The improvement was reportedly buoyed by the US dollar’s “retreat” and the reopening of China’s economy. which is expected to continue fuelling growth into the future.

“We think the backdrop will turn more positive for EM, building on recent resilience,” BlackRock continued.

“EM generally has higher levels of currency reserves, smaller current account deficits, improved external balances and better debt maturity mixes than they did in past DM tightening cycles that sparked volatility.

“The weaker links among EM are small and not a broader threat, in our view. We think this all helped EM avoid a ‘taper tantrum’-type investor flight when global financial conditions tightened.”

BlackRock pointed to data suggesting investors favoured EM equities in 2022, with inflows into EM equity exchange-traded funds hitting record highs.

Improvements in EM markets would also be supported by slowing tightening cycles, with EM central banks a year ahead of their DM peers in actioning rate hikes.

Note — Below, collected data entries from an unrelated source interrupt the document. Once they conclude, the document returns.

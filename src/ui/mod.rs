pub mod conversation;

use crate::events::SessionPhase;
use crate::llm::CompletionBackend;
use conversation::{ComposerView, ConversationManager, CredentialView, HistoryView};
use ratatui::{
    layout::{Constraint, Direction, Layout},
    style::{Color, Modifier, Style},
    text::{Line, Span},
    widgets::Paragraph,
    Frame,
};

/// Draw the whole screen for the current state
pub fn render<B>(manager: &ConversationManager<B>, frame: &mut Frame)
where
    B: CompletionBackend + Clone + 'static,
{
    let session = manager.session();

    let chunks = Layout::default()
        .direction(Direction::Vertical)
        .constraints([
            Constraint::Min(5),    // History
            Constraint::Length(5), // Composer
            Constraint::Length(1), // Status
        ])
        .split(frame.size());

    frame.render_widget(
        HistoryView {
            messages: session.messages(),
            copied: session.copied_id(),
            selected: manager.selected(),
            thinking_frame: session.awaiting_reply().then(|| manager.animation_frame()),
        },
        chunks[0],
    );

    let setup = session.credential_setup_visible();
    frame.render_widget(
        ComposerView {
            draft: session.draft(),
            cursor_position: manager.composer().cursor_position(),
            placeholder: "Type your message...",
            title: manager.composer_title(),
            has_focus: !setup,
        },
        chunks[1],
    );

    frame.render_widget(status_line(manager), chunks[2]);

    if setup {
        frame.render_widget(
            CredentialView {
                credential: session.credential(),
                endpoint: manager.endpoint(),
                rejected: manager.credential_rejected(),
            },
            frame.size(),
        );
    }
}

fn status_line<B>(manager: &ConversationManager<B>) -> Paragraph<'static>
where
    B: CompletionBackend + Clone + 'static,
{
    let phase = manager.session().phase();
    let phase_color = match phase {
        SessionPhase::Unconfigured => Color::Yellow,
        SessionPhase::Configured => Color::Green,
        SessionPhase::Sending => Color::Cyan,
    };

    let detail = manager
        .status()
        .map(str::to_string)
        .unwrap_or_else(|| "/help for commands · Ctrl+C to quit".to_string());

    Paragraph::new(Line::from(vec![
        Span::styled(
            format!(" {} ", phase.display_name()),
            Style::default().fg(Color::Black).bg(phase_color).add_modifier(Modifier::BOLD),
        ),
        Span::styled(format!(" {} ", manager.model()), Style::default().fg(Color::Magenta)),
        Span::styled(detail, Style::default().fg(Color::DarkGray)),
    ]))
}
//! F01: RMI device control.
//!
//! Only the registers used around a reflash are modelled here: device
//! status, interrupt status, the reset command and the identification
//! queries.

use crate::bus::RegisterBus;
use crate::error::Result;

/// Device status bit set while the bootloader has flash programming enabled.
pub const STATUS_FLASH_PROG: u8 = 0x40;

/// Value written to the command register to reset the controller.
pub const RESET_COMMAND: u8 = 0x01;

/// Product ID length in bytes.
pub const PRODUCT_ID_LEN: usize = 10;

const PRODUCT_ID_OFFSET: u8 = 11;
const PACKAGE_ID_OFFSET: u8 = 17;
const FIRMWARE_VERSION_OFFSET: u8 = 18;
const QUERY43_LENGTH_OFFSET: u8 = 22;
const QUERY44_OFFSET: u8 = 23;

/// F01 register bases discovered in the PDT.
#[derive(Debug, Clone, Copy, PartialEq, Eq)]
pub struct CoreRegisters {
    /// Query base.
    pub query_base: u8,
    /// Command base.
    pub command_base: u8,
    /// Control base.
    pub control_base: u8,
    /// Data base.
    pub data_base: u8,
}

impl CoreRegisters {
    /// Device status register.
    pub fn device_status(&self) -> u8 {
        self.data_base
    }

    /// Interrupt status register; reading it clears pending interrupts.
    pub fn interrupt_status(&self) -> u8 {
        self.data_base.wrapping_add(1)
    }

    /// Interrupt enable register.
    pub fn interrupt_enable(&self) -> u8 {
        self.control_base.wrapping_add(1)
    }

    /// Device command register.
    pub fn command(&self) -> u8 {
        self.command_base
    }
}

/// Read the device status register.
pub fn read_status<B: RegisterBus + ?Sized>(bus: &mut B, core: &CoreRegisters) -> Result<u8> {
    bus.read_byte(core.device_status())
}

/// Read the 10-byte product ID as text, stopping at the first NUL.
pub fn read_product_id<B: RegisterBus + ?Sized>(
    bus: &mut B,
    core: &CoreRegisters,
) -> Result<String> {
    let mut raw = [0u8; PRODUCT_ID_LEN];
    bus.read(core.query_base.wrapping_add(PRODUCT_ID_OFFSET), &mut raw)?;
    let end = raw.iter().position(|&c| c == 0).unwrap_or(PRODUCT_ID_LEN);
    Ok(String::from_utf8_lossy(&raw[..end]).to_string())
}

/// Read the 24-bit little-endian firmware version.
pub fn read_firmware_version<B: RegisterBus + ?Sized>(
    bus: &mut B,
    core: &CoreRegisters,
) -> Result<u32> {
    let mut raw = [0u8; 3];
    bus.read(core.query_base.wrapping_add(FIRMWARE_VERSION_OFFSET), &mut raw)?;
    Ok(u32::from_le_bytes([raw[0], raw[1], raw[2], 0]))
}

/// Read the package ID, if the controller advertises one.
///
/// Query 43 must be present (non-zero low nibble of its length) and query 44
/// must flag package-ID support in bit 0.
pub fn read_package_id<B: RegisterBus + ?Sized>(
    bus: &mut B,
    core: &CoreRegisters,
) -> Result<Option<u16>> {
    let query43_len = bus.read_byte(core.query_base.wrapping_add(QUERY43_LENGTH_OFFSET))?;
    if query43_len & 0x0F == 0 {
        return Ok(None);
    }

    let query44 = bus.read_byte(core.query_base.wrapping_add(QUERY44_OFFSET))?;
    if query44 & 0x01 == 0 {
        return Ok(None);
    }

    bus.read_u16_le(core.query_base.wrapping_add(PACKAGE_ID_OFFSET))
        .map(Some)
}
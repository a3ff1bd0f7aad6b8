//! RMI4 protocol implementations.
//!
//! - [`pdt`]: Page Description Table scan
//! - [`f01`]: device control (status, reset, identification)
//! - [`f34`]: flash reflash commands and registers
//! - [`f35`]: bootloader-recovery reflash

pub mod f01;
pub mod f34;
pub mod f35;
pub mod pdt;

/// Page-select register; writing 0 selects page 0 where the PDT lives.
pub const PAGE_SELECT: u8 = 0xFF;

// Re-export common types
pub use f01::CoreRegisters;
pub use f34::{FlashCommand, FlashGeometry, Partition, ReflashRegisters};
pub use f35::{RecoveryCommand, RecoveryRegisters};
pub use pdt::{DeviceLayout, FunctionBlock, FunctionDescriptor};
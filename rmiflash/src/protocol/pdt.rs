//! Page Description Table scan.
//!
//! The PDT lives at the top of page 0. Entries are six bytes wide and are
//! laid out downwards from `0xE9`:
//!
//! ```text
//! +-------+---------+---------+------+-------------+-------------+
//! | query | command | control | data | int/version | function id |
//! +-------+---------+---------+------+-------------+-------------+
//! ```
//!
//! A function ID of zero ends the table.

use log::{debug, trace};

use crate::bus::RegisterBus;
use crate::error::{Error, Result};
use crate::protocol::f01::CoreRegisters;
use crate::protocol::f34::{self, FlashGeometry, ReflashRegisters};
use crate::protocol::f35::RecoveryRegisters;

/// Address of the first (highest) PDT entry.
pub const PDT_START: u8 = 0xE9;

/// Scanning stops once the address falls to this watermark.
pub const PDT_END: u8 = 0xC0;

/// Size of one PDT entry.
pub const PDT_ENTRY_SIZE: u8 = 6;

/// F01 device control.
pub const FUNCTION_CORE: u8 = 0x01;
/// F34 flash memory management.
pub const FUNCTION_REFLASH: u8 = 0x34;
/// F35 bootloader recovery.
pub const FUNCTION_RECOVERY: u8 = 0x35;

/// One decoded PDT entry.
#[derive(Debug, Clone, Copy, PartialEq, Eq)]
pub struct FunctionDescriptor {
    /// Query base.
    pub query_base: u8,
    /// Command base.
    pub command_base: u8,
    /// Control base.
    pub control_base: u8,
    /// Data base.
    pub data_base: u8,
    /// Interrupt source count and function version.
    pub version: u8,
    /// Function number (0 terminates the table).
    pub function_id: u8,
}

impl FunctionDescriptor {
    /// Decode a raw 6-byte entry.
    pub fn from_bytes(raw: [u8; 6]) -> Self {
        Self {
            query_base: raw[0],
            command_base: raw[1],
            control_base: raw[2],
            data_base: raw[3],
            version: raw[4],
            function_id: raw[5],
        }
    }

    fn core(&self) -> CoreRegisters {
        CoreRegisters {
            query_base: self.query_base,
            command_base: self.command_base,
            control_base: self.control_base,
            data_base: self.data_base,
        }
    }

    fn recovery(&self) -> RecoveryRegisters {
        RecoveryRegisters {
            query_base: self.query_base,
            control_base: self.control_base,
            data_base: self.data_base,
        }
    }
}

/// The active flashing function.
#[derive(Debug, Clone, Copy, PartialEq, Eq)]
pub enum FunctionBlock {
    /// Normal F34 reflash, with geometry read from its query registers.
    Reflash {
        /// Derived F34 registers.
        registers: ReflashRegisters,
        /// Block size and counts.
        geometry: FlashGeometry,
    },
    /// Bootloader recovery mode (F35).
    Recovery(RecoveryRegisters),
}

/// Result of one PDT scan.
#[derive(Debug, Clone, Copy, PartialEq, Eq)]
pub struct DeviceLayout {
    /// F01 registers, if F01 was listed before the scan stopped.
    pub core: Option<CoreRegisters>,
    /// Reflash or recovery function.
    pub block: FunctionBlock,
}

impl DeviceLayout {
    /// Whether the controller is in bootloader recovery mode.
    pub fn recovery_mode(&self) -> bool {
        matches!(self.block, FunctionBlock::Recovery(_))
    }

    /// F01 registers, or a protocol error when F01 was not found.
    pub fn require_core(&self) -> Result<CoreRegisters> {
        self.core
            .ok_or_else(|| Error::Protocol("F01 not found in PDT".into()))
    }

    /// F34 registers and geometry, or a protocol error in recovery mode.
    pub fn require_reflash(&self) -> Result<(ReflashRegisters, FlashGeometry)> {
        match self.block {
            FunctionBlock::Reflash {
                registers,
                geometry,
            } => Ok((registers, geometry)),
            FunctionBlock::Recovery(_) => Err(Error::Protocol(
                "device is in bootloader recovery mode".into(),
            )),
        }
    }

    /// F35 registers, or a protocol error when not in recovery mode.
    pub fn require_recovery(&self) -> Result<RecoveryRegisters> {
        match self.block {
            FunctionBlock::Recovery(registers) => Ok(registers),
            FunctionBlock::Reflash { .. } => Err(Error::Protocol(
                "device is not in bootloader recovery mode".into(),
            )),
        }
    }
}

/// Scan the PDT.
///
/// Stops at the first F35 entry, since F35 and F34 are never active
/// together. Otherwise F34 must be present and its geometry is read before
/// returning. Any bus error aborts the scan.
pub fn scan<B: RegisterBus + ?Sized>(bus: &mut B) -> Result<DeviceLayout> {
    let mut core = None;
    let mut reflash = None;

    let mut address = PDT_START;
    while address > PDT_END {
        let mut raw = [0u8; PDT_ENTRY_SIZE as usize];
        bus.read(address, &mut raw)?;
        let entry = FunctionDescriptor::from_bytes(raw);
        trace!("PDT {address:#04x}: {entry:?}");

        match entry.function_id {
            0 => break,
            FUNCTION_RECOVERY => {
                debug!("F35 found at {address:#04x}, bootloader recovery mode");
                return Ok(DeviceLayout {
                    core,
                    block: FunctionBlock::Recovery(entry.recovery()),
                });
            },
            FUNCTION_REFLASH => {
                debug!(
                    "F34 found: query {:#04x}, data {:#04x}",
                    entry.query_base, entry.data_base
                );
                reflash = Some(ReflashRegisters::from_bases(
                    entry.query_base,
                    entry.data_base,
                ));
            },
            FUNCTION_CORE => {
                debug!(
                    "F01 found: query {:#04x}, data {:#04x}",
                    entry.query_base, entry.data_base
                );
                core = Some(entry.core());
            },
            other => trace!("Skipping F{other:02X}"),
        }

        address = address.wrapping_sub(PDT_ENTRY_SIZE);
    }

    let registers =
        reflash.ok_or_else(|| Error::Protocol("neither F34 nor F35 found in PDT".into()))?;
    let geometry = f34::read_geometry(bus, &registers)?;

    Ok(DeviceLayout {
        core,
        block: FunctionBlock::Reflash {
            registers,
            geometry,
        },
    })
}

“We see DM central banks pausing as the economic damage of their tightening becomes clearer — and as inflation cools from highs but still stays above pre-COVID levels,” BlackRock observed.

Given these tailwinds, BlackRock is favouring investment in selective EM stocks over DM equities.

“We’re neutral [on] EM debt due to higher commodity prices and prefer it over long-term DM government bonds,” BlackRock stated.

“Long-term DM yields don’t reflect the term premium or compensation for risk, we think investors will demand in this regime of higher macro volatility.”